Cell type specific expression and regulation of murine interferon α and β genes

Abstract

The differential and cell type specific expression of various murine IFN α genes and IFN β was examined by S1 nuclease protection assays in M-CSF cultured C57BL/6 mouse bone marrow macrophages and L929 fibroblasts. In Newcastle disease virus (NDV) induced macrophages, IFN β, α 2, α 4, and α 1 mRNAs were the predominant species, whereas IFN α 6 and α 9 transcripts accounted for only 5% of total IFN α mRNAs. In L929 cells, only IFN β α 2, and α 4 genes were expressed efficiently following NDV induction and IFN α 9 mRNA was always below detectable level. Induction of macrophages with the synthetic inducer 10-carboxymethyl-9-acridanone resulted in small amounts of IFN α 2, α 4, and α 6 mRNAs and the IFN β mRNA level was about 100-fold higher.

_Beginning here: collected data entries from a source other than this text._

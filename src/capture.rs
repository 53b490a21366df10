//! Microphone capture and amplification.
//!
//! The pipeline records fixed-size chunks from the default input device for a
//! bounded duration, then applies a linear gain with hard clipping as a
//! separate pass once capture has finished. Capture and amplification never
//! overlap: the whole recording is held in memory before any sample is
//! touched.

use std::io::Write;
use std::sync::mpsc;

use cpal::traits::{DeviceTrait, HostTrait, StreamTrait};
use cpal::{BufferSize, SampleRate, StreamConfig};

use crate::{Error, Result};

/// Device and pipeline parameters for one recording.
#[derive(Debug, Clone)]
pub struct CaptureConfig {
    /// Channel count; the pipeline records mono.
    pub channels: u16,
    /// Sample rate in Hz. 16000 is what the speech engines expect.
    pub sample_rate: u32,
    /// Samples per device read.
    pub chunk_size: usize,
    /// Linear gain applied after capture, clipped to the 16-bit range.
    pub gain: f32,
}

impl Default for CaptureConfig {
    fn default() -> Self {
        Self {
            channels: 1,
            sample_rate: 16000,
            chunk_size: 1024,
            gain: 4.0,
        }
    }
}

/// Number of whole chunks captured for a recording of `duration_secs`.
///
/// The duration is quantized down to whole chunks, so the recorded audio can
/// be slightly shorter than requested: at 16 kHz with 1024-sample chunks, one
/// second yields 15 chunks (15360 samples, ~0.96 s).
pub fn chunk_count(config: &CaptureConfig, duration_secs: f64) -> usize {
    (config.sample_rate as f64 / config.chunk_size as f64 * duration_secs) as usize
}

/// Record from the default input device for `duration_secs` seconds.
///
/// Returns the raw (un-amplified) frame buffer: one `Vec<i16>` of exactly
/// `config.chunk_size` samples per chunk, in capture order. Prints a
/// `Recording: X.Xs / Ys` progress line while capturing.
///
/// The capture stream is owned exclusively by this function and released when
/// it returns, on both success and error paths.
pub fn record(config: &CaptureConfig, duration_secs: f64) -> Result<Vec<Vec<i16>>> {
    let host = cpal::default_host();
    let device = host.default_input_device().ok_or(Error::NoInputDevice)?;
    log::info!(
        "using input device: {}",
        device.name().unwrap_or_else(|_| "unknown".into())
    );

    let device_config = device
        .default_input_config()
        .map_err(|e| Error::Stream(format!("no supported input configuration: {}", e)))?;

    let stream_config = StreamConfig {
        channels: config.channels,
        sample_rate: SampleRate(config.sample_rate),
        buffer_size: BufferSize::Default,
    };

    let (tx, rx) = mpsc::channel::<Vec<i16>>();
    let err_fn = |err| log::error!("audio stream error: {}", err);

    // The device may deliver any of the common sample formats; everything is
    // converted to i16 before it reaches the chunk assembler.
    let stream = match device_config.sample_format() {
        cpal::SampleFormat::I16 => device.build_input_stream(
            &stream_config,
            move |data: &[i16], _: &cpal::InputCallbackInfo| {
                let _ = tx.send(data.to_vec());
            },
            err_fn,
            None,
        ),
        cpal::SampleFormat::F32 => device.build_input_stream(
            &stream_config,
            move |data: &[f32], _: &cpal::InputCallbackInfo| {
                let block = data
                    .iter()
                    .map(|&s| (s.clamp(-1.0, 1.0) * 32767.0) as i16)
                    .collect();
                let _ = tx.send(block);
            },
            err_fn,
            None,
        ),
        cpal::SampleFormat::U16 => device.build_input_stream(
            &stream_config,
            move |data: &[u16], _: &cpal::InputCallbackInfo| {
                let block = data.iter().map(|&s| ((s as i32) - 32768) as i16).collect();
                let _ = tx.send(block);
            },
            err_fn,
            None,
        ),
        other => {
            return Err(Error::Stream(format!(
                "unsupported sample format: {:?}",
                other
            )))
        }
    }
    .map_err(|e| Error::Stream(format!("failed to open capture stream: {}", e)))?;

    stream
        .play()
        .map_err(|e| Error::Stream(format!("failed to start capture stream: {}", e)))?;

    let n_chunks = chunk_count(config, duration_secs);
    let mut frames = Vec::with_capacity(n_chunks);
    let mut pending = Vec::new();

    for i in 0..n_chunks {
        frames.push(next_chunk(&rx, &mut pending, config.chunk_size)?);
        print!(
            "\rRecording: {:.1}s / {}s",
            (i * config.chunk_size) as f64 / config.sample_rate as f64,
            duration_secs
        );
        let _ = std::io::stdout().flush();
    }

    // Stop and tear down the device. Dropping the stream also covers the
    // early-return paths above.
    drop(stream);

    Ok(frames)
}

/// Block until a full chunk of `chunk_size` samples is available.
///
/// Device callbacks deliver blocks of arbitrary size; leftovers carry over in
/// `pending` so no sample is dropped and no chunk comes up short. A closed
/// channel means the stream died before the recording finished.
fn next_chunk(
    rx: &mpsc::Receiver<Vec<i16>>,
    pending: &mut Vec<i16>,
    chunk_size: usize,
) -> Result<Vec<i16>> {
    while pending.len() < chunk_size {
        let block = rx
            .recv()
            .map_err(|_| Error::Stream("input stream ended before the recording finished".into()))?;
        pending.extend_from_slice(&block);
    }
    let rest = pending.split_off(chunk_size);
    Ok(std::mem::replace(pending, rest))
}

/// Amplify every sample in place by `gain`, hard-clipping to the 16-bit range.
///
/// Out-of-range values saturate at -32768/32767 rather than wrapping or being
/// rescaled, and the fractional part is truncated toward zero. Chunk
/// boundaries and sample counts are unchanged.
pub fn amplify(frames: &mut [Vec<i16>], gain: f32) {
    for frame in frames.iter_mut() {
        for sample in frame.iter_mut() {
            let amplified = (*sample as f32 * gain).clamp(i16::MIN as f32, i16::MAX as f32);
            *sample = amplified as i16;
        }
    }
}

Macrophages and L929 cells especially differed in the kinetics of IFN gene induction in that macrophages showed a much earlier transient expression of all IFN mRNA species. Additionally, IFN transcripts were degraded much faster in macrophage cultures than in L929 cells. The IFN response of macrophages is thus characterized by a highly efficient control, providing a rapid onset and a rapid decline of IFN production, which limits release of IFN to a short time interval.